They looked at each other, then at the torched interior, the blackened remnants of desks and chairs. Shattered solar glass sparkled amidst the ash. Shannon stepped gingerly through a pile of debris, bent to pick up a metal picture frame. The glass was cracked, the image burned away. “Can you imagine sitting at a desk, just doing your job, all of a sudden an airplane comes through the window?”
“Kind of.”
“Yeah,” she said, threw him a glance not easily parsed. “Me too.”
Cooper picked his way across the ruined floor. The stink of scorched plastic hung in the air even now. Translucent sheeting reduced the world outside to blurry shapes backlit by the setting sun. “A couple of miles away, an army is waiting for darkness to fall.” He shook his head. “How did we get here?”
“Gradually, I guess.” Shannon’s voice was soft. “One lie at a time.”
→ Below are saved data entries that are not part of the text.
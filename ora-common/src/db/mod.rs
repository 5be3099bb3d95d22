//! Database access layer
//!
//! All tools talk to the records collection through [`RecordStore`]. The
//! production implementation is [`MongoStore`]; tests substitute in-memory
//! fakes.

use async_trait::async_trait;
use bson::{Bson, Document};

use crate::Result;

mod mongo;
pub use mongo::MongoStore;

/// One index declaration (name, key pattern, operator-facing description)
#[derive(Debug, Clone, PartialEq)]
pub struct IndexSpec {
    pub name: String,
    pub keys: Document,
    pub description: String,
}

/// Outcome of one unordered batch insert
#[derive(Debug, Clone, Copy, Default, PartialEq, Eq)]
pub struct InsertReport {
    /// Documents written
    pub inserted: u64,
    /// Documents rejected by the server (the rest of the batch still landed)
    pub failed: u64,
}

/// Size and document count of the collection
#[derive(Debug, Clone, Copy, Default, PartialEq)]
pub struct CollectionStats {
    pub count: u64,
    /// Uncompressed data size in bytes
    pub size_bytes: f64,
}

impl CollectionStats {
    pub fn size_mb(&self) -> f64 {
        self.size_bytes / (1024.0 * 1024.0)
    }
}

/// Operations the ORA tools need from the document database
#[async_trait]
pub trait RecordStore: Send + Sync {
    /// `database.collection`, for log lines
    fn namespace(&self) -> String;

    /// Unordered batch insert. A partially rejected batch is reported, not an error.
    async fn insert_many(&self, docs: Vec<Document>) -> Result<InsertReport>;

    /// Run an aggregation pipeline and drain the cursor
    async fn aggregate(&self, pipeline: Vec<Document>) -> Result<Vec<Document>>;

    async fn count_documents(&self, filter: Document) -> Result<u64>;

    async fn find_one(&self, filter: Document) -> Result<Option<Document>>;

    async fn create_index(&self, index: &IndexSpec) -> Result<()>;

    async fn list_index_names(&self) -> Result<Vec<String>>;

    async fn stats(&self) -> Result<CollectionStats>;

    /// Drop the whole collection (documents and indexes)
    async fn drop_collection(&self) -> Result<()>;
}

/// Read any BSON numeric as `f64`
///
/// `$sum` yields Int32, Int64 or Double depending on its inputs, so result
/// fields are read through this rather than a fixed type.
pub fn bson_number(value: Option<&Bson>) -> Option<f64> {
    match value? {
        Bson::Int32(v) => Some(*v as f64),
        Bson::Int64(v) => Some(*v as f64),
        Bson::Double(v) => Some(*v),
        _ => None,
    }
}

#[cfg(test)]
mod tests {
    use super::*;
    use bson::doc;

    #[test]
    fn test_bson_number_accepts_all_numeric_types() {
        let d = doc! { "a": 3_i32, "b": 4_i64, "c": 2.5, "d": "x" };
        assert_eq!(bson_number(d.get("a")), Some(3.0));
        assert_eq!(bson_number(d.get("b")), Some(4.0));
        assert_eq!(bson_number(d.get("c")), Some(2.5));
        assert_eq!(bson_number(d.get("d")), None);
        assert_eq!(bson_number(d.get("missing")), None);
    }

    #[test]
    fn test_collection_stats_size_mb() {
        let stats = CollectionStats {
            count: 10,
            size_bytes: 3.0 * 1024.0 * 1024.0,
        };
        assert!((stats.size_mb() - 3.0).abs() < f64::EPSILON);
    }
}
//! Build information API endpoint
//!
//! Provides version and build metadata for the dashboard footer

use axum::response::Json;
use ora_common::build_info::BuildInfo;

/// GET /api/buildinfo
pub async fn get_build_info() -> Json<BuildInfo> {
    Json(ora_common::build_info!())
}
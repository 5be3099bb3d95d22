//! Batch loader: CSV file → normalized records → unordered inserts
//!
//! Each source is streamed row by row and flushed to the store every
//! `batch_size` documents. Loading is best-effort: a skipped row or a failed
//! batch is counted and logged, and the load carries on. The three sources
//! are loaded one after another with no cross-source transaction.

use bson::Document;
use chrono::Utc;
use ora_common::db::RecordStore;
use ora_common::format::rate_per_sec;
use ora_common::SourceId;
use std::path::{Path, PathBuf};
use std::sync::Arc;
use std::time::{Duration, Instant};
use tracing::{debug, error, info, warn};

use crate::sources::{Source1Row, Source2Row, Source3Row, SourceRow};

/// Outcome of loading one source file
#[derive(Debug, Clone)]
pub struct SourceReport {
    pub source: SourceId,
    pub path: PathBuf,
    pub file_found: bool,
    /// Data rows read from the file (header excluded)
    pub rows_read: u64,
    /// Rows that could not be decoded or normalized
    pub rows_skipped: u64,
    pub inserted: u64,
    /// Documents rejected by the server or lost with a failed batch
    pub failed: u64,
    pub batches: u64,
    pub batches_failed: u64,
    pub elapsed: Duration,
}

impl SourceReport {
    fn new(source: SourceId, path: &Path) -> Self {
        Self {
            source,
            path: path.to_path_buf(),
            file_found: false,
            rows_read: 0,
            rows_skipped: 0,
            inserted: 0,
            failed: 0,
            batches: 0,
            batches_failed: 0,
            elapsed: Duration::ZERO,
        }
    }
}

/// Outcome of a full three-source run
#[derive(Debug, Clone)]
pub struct EtlSummary {
    pub sources: Vec<SourceReport>,
    pub elapsed: Duration,
}

impl EtlSummary {
    pub fn total_inserted(&self) -> u64 {
        self.sources.iter().map(|s| s.inserted).sum()
    }

    pub fn docs_per_sec(&self) -> f64 {
        rate_per_sec(self.total_inserted(), self.elapsed.as_secs_f64())
    }

    pub fn report_for(&self, source: SourceId) -> Option<&SourceReport> {
        self.sources.iter().find(|s| s.source == source)
    }
}

/// Loads CSV sources into a [`RecordStore`]
pub struct Loader {
    store: Arc<dyn RecordStore>,
    batch_size: usize,
}

impl Loader {
    pub fn new(store: Arc<dyn RecordStore>, batch_size: usize) -> Self {
        Self {
            store,
            batch_size: batch_size.max(1),
        }
    }

    /// Path of a source's CSV inside `data_dir`
    pub fn source_path(data_dir: &Path, source: SourceId) -> PathBuf {
        data_dir.join(source.default_file())
    }

    /// Load all three sources from `data_dir`, in order
    pub async fn run(&self, data_dir: &Path) -> EtlSummary {
        let started = Instant::now();
        let mut sources = Vec::with_capacity(SourceId::ALL.len());

        for source in SourceId::ALL {
            let path = Self::source_path(data_dir, source);
            sources.push(self.load_source(source, &path).await);
        }

        EtlSummary {
            sources,
            elapsed: started.elapsed(),
        }
    }

    /// Load one source file. Never fails: problems are logged and reflected
    /// in the returned report.
    pub async fn load_source(&self, source: SourceId, path: &Path) -> SourceReport {
        info!(
            source = %source,
            path = %path.display(),
            "Loading {} ({})",
            source.display_name(),
            source.description()
        );

        let report = match source {
            SourceId::Source1 => self.load_rows::<Source1Row>(path).await,
            SourceId::Source2 => self.load_rows::<Source2Row>(path).await,
            SourceId::Source3 => self.load_rows::<Source3Row>(path).await,
        };

        info!(
            source = %source,
            inserted = report.inserted,
            skipped = report.rows_skipped,
            failed = report.failed,
            elapsed_secs = report.elapsed.as_secs_f64(),
            "{} completed",
            source.display_name()
        );

        report
    }

    async fn load_rows<R: SourceRow>(&self, path: &Path) -> SourceReport {
        let started = Instant::now();
        let mut report = SourceReport::new(R::SOURCE, path);

        if !path.exists() {
            error!(source = %R::SOURCE, "File not found: {}", path.display());
            return report;
        }
        report.file_found = true;

        let mut reader = match csv::ReaderBuilder::new()
            .flexible(true)
            .trim(csv::Trim::Headers)
            .from_path(path)
        {
            Ok(reader) => reader,
            Err(e) => {
                error!(source = %R::SOURCE, "Error reading CSV {}: {}", path.display(), e);
                report.elapsed = started.elapsed();
                return report;
            }
        };

        // One load timestamp per source run
        let now = Utc::now();
        let mut batch: Vec<Document> = Vec::with_capacity(self.batch_size);

        for (index, result) in reader.deserialize::<R>().enumerate() {
            report.rows_read += 1;

            let row = match result {
                Ok(row) => row,
                Err(e) => {
                    report.rows_skipped += 1;
                    debug!(source = %R::SOURCE, row = index, "Skipping undecodable row: {}", e);
                    continue;
                }
            };

            let doc = match row.normalize(index as u64, now) {
                Ok(record) => match record.to_document() {
                    Ok(doc) => doc,
                    Err(e) => {
                        report.rows_skipped += 1;
                        warn!(source = %R::SOURCE, row = index, "Skipping unencodable row: {}", e);
                        continue;
                    }
                },
                Err(e) => {
                    report.rows_skipped += 1;
                    debug!(source = %R::SOURCE, row = index, "Skipping row: {}", e);
                    continue;
                }
            };

            batch.push(doc);
            if batch.len() >= self.batch_size {
                self.flush(&mut batch, &mut report, started).await;
            }
        }

        if !batch.is_empty() {
            self.flush(&mut batch, &mut report, started).await;
        }

        if report.rows_skipped > 0 {
            warn!(
                source = %R::SOURCE,
                skipped = report.rows_skipped,
                "Some rows were skipped (undecodable or missing a usable date)"
            );
        }

        report.elapsed = started.elapsed();
        report
    }

    /// Insert the pending batch and update the running report
    async fn flush(&self, batch: &mut Vec<Document>, report: &mut SourceReport, started: Instant) {
        let docs = std::mem::replace(batch, Vec::with_capacity(self.batch_size));
        let size = docs.len() as u64;
        report.batches += 1;

        match self.store.insert_many(docs).await {
            Ok(outcome) => {
                report.inserted += outcome.inserted;
                report.failed += outcome.failed;
                let rate = rate_per_sec(report.inserted, started.elapsed().as_secs_f64());
                info!(
                    source = %report.source,
                    batch = report.batches,
                    docs = size,
                    total = report.inserted,
                    "Batch {}: {} docs | Total: {} | Rate: {:.0} docs/sec",
                    report.batches,
                    size,
                    report.inserted,
                    rate
                );
            }
            Err(e) => {
                report.batches_failed += 1;
                report.failed += size;
                error!(
                    source = %report.source,
                    batch = report.batches,
                    docs = size,
                    "Error in batch {}: {}",
                    report.batches,
                    e
                );
            }
        }
    }
}
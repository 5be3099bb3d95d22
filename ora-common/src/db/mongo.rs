//! MongoDB implementation of [`RecordStore`]

use async_trait::async_trait;
use bson::{doc, Document};
use futures::TryStreamExt;
use mongodb::error::ErrorKind;
use mongodb::options::{AggregateOptions, ClientOptions, IndexOptions, InsertManyOptions};
use mongodb::{Client, Collection, Database, IndexModel};
use tracing::{debug, warn};

use super::{bson_number, CollectionStats, IndexSpec, InsertReport, RecordStore};
use crate::config::AppConfig;
use crate::Result;

/// Pooled client bound to the configured database and collection
#[derive(Clone)]
pub struct MongoStore {
    client: Client,
    database: Database,
    collection: Collection<Document>,
    collection_name: String,
}

impl MongoStore {
    /// Connect and verify the server answers a `ping`
    pub async fn connect(config: &AppConfig) -> Result<Self> {
        let mut options = ClientOptions::parse(&config.mongodb_uri).await?;
        if options.app_name.is_none() {
            options.app_name = Some("ora".to_string());
        }

        let client = Client::with_options(options)?;
        client
            .database("admin")
            .run_command(doc! { "ping": 1 }, None)
            .await?;
        debug!("MongoDB ping ok ({})", config.redacted_uri());

        let database = client.database(&config.database_name);
        let collection = database.collection::<Document>(&config.collection_name);

        Ok(Self {
            client,
            database,
            collection,
            collection_name: config.collection_name.clone(),
        })
    }

    /// Close pooled connections
    pub async fn shutdown(self) {
        self.client.shutdown().await;
    }
}

#[async_trait]
impl RecordStore for MongoStore {
    fn namespace(&self) -> String {
        format!("{}.{}", self.database.name(), self.collection_name)
    }

    async fn insert_many(&self, docs: Vec<Document>) -> Result<InsertReport> {
        if docs.is_empty() {
            return Ok(InsertReport::default());
        }

        let total = docs.len() as u64;
        let options = InsertManyOptions::builder().ordered(false).build();

        match self.collection.insert_many(docs, options).await {
            Ok(result) => Ok(InsertReport {
                inserted: result.inserted_ids.len() as u64,
                failed: 0,
            }),
            Err(e) => {
                // Unordered inserts keep going past rejected documents
                let failed = match e.kind.as_ref() {
                    ErrorKind::BulkWrite(failure) => failure
                        .write_errors
                        .as_ref()
                        .map(|errors| errors.len() as u64)
                        .unwrap_or(0),
                    _ => 0,
                };

                if failed == 0 {
                    return Err(e.into());
                }

                warn!(failed, total, "Batch partially rejected by server");
                Ok(InsertReport {
                    inserted: total.saturating_sub(failed),
                    failed,
                })
            }
        }
    }

    async fn aggregate(&self, pipeline: Vec<Document>) -> Result<Vec<Document>> {
        let options = AggregateOptions::builder().allow_disk_use(true).build();
        let cursor = self.collection.aggregate(pipeline, options).await?;
        Ok(cursor.try_collect().await?)
    }

    async fn count_documents(&self, filter: Document) -> Result<u64> {
        Ok(self.collection.count_documents(filter, None).await?)
    }

    async fn find_one(&self, filter: Document) -> Result<Option<Document>> {
        Ok(self.collection.find_one(filter, None).await?)
    }

    async fn create_index(&self, index: &IndexSpec) -> Result<()> {
        let options = IndexOptions::builder()
            .name(index.name.clone())
            .background(true)
            .build();
        let model = IndexModel::builder()
            .keys(index.keys.clone())
            .options(options)
            .build();

        self.collection.create_index(model, None).await?;
        Ok(())
    }

    async fn list_index_names(&self) -> Result<Vec<String>> {
        Ok(self.collection.list_index_names().await?)
    }

    async fn stats(&self) -> Result<CollectionStats> {
        let reply = self
            .database
            .run_command(doc! { "collStats": self.collection_name.as_str() }, None)
            .await?;

        Ok(CollectionStats {
            count: bson_number(reply.get("count")).unwrap_or(0.0) as u64,
            size_bytes: bson_number(reply.get("size")).unwrap_or(0.0),
        })
    }

    async fn drop_collection(&self) -> Result<()> {
        self.collection.drop(None).await?;
        Ok(())
    }
}
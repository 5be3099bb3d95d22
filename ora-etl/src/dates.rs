//! Event time parsing for CSV date columns
//!
//! The exports seen in practice use RFC 3339, ISO dates with or without a
//! time component, and the US `M/D/YYYY H:MM` layout of the Online Retail
//! dataset. Times without an offset are taken as UTC.

use chrono::{DateTime, NaiveDate, NaiveDateTime, Utc};

const DATETIME_FORMATS: &[&str] = &[
    "%Y-%m-%d %H:%M:%S",
    "%Y-%m-%dT%H:%M:%S",
    "%Y-%m-%d %H:%M",
    "%m/%d/%Y %H:%M",
    "%m/%d/%Y %H:%M:%S",
];

const DATE_FORMATS: &[&str] = &["%Y-%m-%d", "%m/%d/%Y"];

/// Parse a CSV date cell, returning `None` when no known layout matches
pub fn parse_event_time(raw: &str) -> Option<DateTime<Utc>> {
    let raw = raw.trim();
    if raw.is_empty() {
        return None;
    }

    if let Ok(dt) = DateTime::parse_from_rfc3339(raw) {
        return Some(dt.with_timezone(&Utc));
    }

    for format in DATETIME_FORMATS {
        if let Ok(naive) = NaiveDateTime::parse_from_str(raw, format) {
            return Some(naive.and_utc());
        }
    }

    for format in DATE_FORMATS {
        if let Ok(date) = NaiveDate::parse_from_str(raw, format) {
            return date.and_hms_opt(0, 0, 0).map(|naive| naive.and_utc());
        }
    }

    None
}

#[cfg(test)]
mod tests {
    use super::*;
    use chrono::TimeZone;

    #[test]
    fn test_online_retail_layout() {
        let parsed = parse_event_time("12/1/2010 8:26").unwrap();
        assert_eq!(parsed, Utc.with_ymd_and_hms(2010, 12, 1, 8, 26, 0).unwrap());
    }

    #[test]
    fn test_iso_layouts() {
        let expected = Utc.with_ymd_and_hms(2024, 3, 5, 14, 30, 0).unwrap();
        assert_eq!(parse_event_time("2024-03-05 14:30:00"), Some(expected));
        assert_eq!(parse_event_time("2024-03-05T14:30:00"), Some(expected));
        assert_eq!(parse_event_time("2024-03-05 14:30"), Some(expected));
    }

    #[test]
    fn test_rfc3339_offset_converted_to_utc() {
        let parsed = parse_event_time("2024-03-05T16:30:00+02:00").unwrap();
        assert_eq!(parsed, Utc.with_ymd_and_hms(2024, 3, 5, 14, 30, 0).unwrap());
    }

    #[test]
    fn test_date_only_is_midnight() {
        let expected = Utc.with_ymd_and_hms(2024, 3, 5, 0, 0, 0).unwrap();
        assert_eq!(parse_event_time("2024-03-05"), Some(expected));
        assert_eq!(parse_event_time("3/5/2024"), Some(expected));
    }

    #[test]
    fn test_garbage_rejected() {
        assert_eq!(parse_event_time(""), None);
        assert_eq!(parse_event_time("   "), None);
        assert_eq!(parse_event_time("yesterday"), None);
        assert_eq!(parse_event_time("2024-13-40"), None);
    }
}
//! Destructive reset of the records collection
//!
//! The loader never deduplicates: rerunning it appends a second copy of every
//! source. Dropping the collection is the supported way back to a clean
//! state before a full reload.

use ora_common::db::RecordStore;
use ora_common::format::format_count;
use ora_common::Result;
use std::io::{BufRead, Write};
use tracing::info;

/// What the operator chose
#[derive(Debug, Clone, Copy, PartialEq, Eq)]
pub enum CleanupOutcome {
    Dropped { documents: u64 },
    Cancelled { documents: u64 },
}

/// `YES` in any letter case, surrounding whitespace ignored
pub fn is_confirmation(answer: &str) -> bool {
    answer.trim().eq_ignore_ascii_case("YES")
}

/// Show the document count, ask for confirmation and drop on `YES`
///
/// With `assume_yes` the prompt is skipped. End of input counts as a refusal.
pub async fn run_cleanup<R, W>(
    store: &dyn RecordStore,
    assume_yes: bool,
    input: &mut R,
    output: &mut W,
) -> Result<CleanupOutcome>
where
    R: BufRead,
    W: Write,
{
    let documents = store.count_documents(bson::Document::new()).await?;

    writeln!(output, "Collection: {}", store.namespace())?;
    writeln!(output, "Documents before: {}", format_count(documents))?;
    writeln!(output)?;
    writeln!(output, "Do you want to drop the entire collection?")?;
    writeln!(output, "  (This frees the space and is the fastest way to reset)")?;
    writeln!(output)?;

    let confirmed = if assume_yes {
        writeln!(output, "--yes given, skipping confirmation")?;
        true
    } else {
        write!(output, "Type YES to drop: ")?;
        output.flush()?;

        let mut answer = String::new();
        let read = input.read_line(&mut answer)?;
        read > 0 && is_confirmation(&answer)
    };

    if !confirmed {
        writeln!(output, "Cancelled")?;
        return Ok(CleanupOutcome::Cancelled { documents });
    }

    store.drop_collection().await?;
    info!(namespace = %store.namespace(), documents, "Collection dropped");

    writeln!(output, "Collection dropped - space freed!")?;
    writeln!(output)?;
    writeln!(output, "Now run:")?;
    writeln!(output, "  ora-etl")?;
    writeln!(output, "  ora-indexes")?;

    Ok(CleanupOutcome::Dropped { documents })
}

#[cfg(test)]
mod tests {
    use super::*;

    #[test]
    fn test_is_confirmation() {
        assert!(is_confirmation("YES"));
        assert!(is_confirmation("yes\n"));
        assert!(is_confirmation("  Yes  "));
        assert!(!is_confirmation("y"));
        assert!(!is_confirmation("no"));
        assert!(!is_confirmation(""));
        assert!(!is_confirmation("YES please"));
    }
}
“You and your whole truth fetish,” Cooper said. “Ever since the first time we talked, in that shitty hotel after the El platform. I had been very heroic, saving your life—”
“Funny, I remember that differently.”
“And you said something like, ‘Maybe there wouldn’t be a war if people didn’t keep going on television and saying there was one.’” He shook his head. “And now here we are.”
“Yeah.” She tossed the picture frame. The remaining glass tinkled. “Here we are.”
Gunfire sounded in the distance, steady and slow. Going to hear a lot more of it tonight. He sighed, rubbed at his face. “My kids are in a bunker right now. They must be so scared.”
Somehow Shannon was beside him, then. One hand on his arm. “Hey,” she said. “We’ve saved them before. We’ll do it again.”
Before he could reply, his phone vibrated. He glanced at the display. “It’s Ethan.”
She straightened. “You should answer.”
Cooper nodded, hit a button. “Hey, Doc, you’re on speaker.”
“I . . . is it . . .”
“Just me and Shannon. Have you found the missing canisters?”
“What? No. I haven’t been looking for them.”
“Doc, come on, I need you to focus—”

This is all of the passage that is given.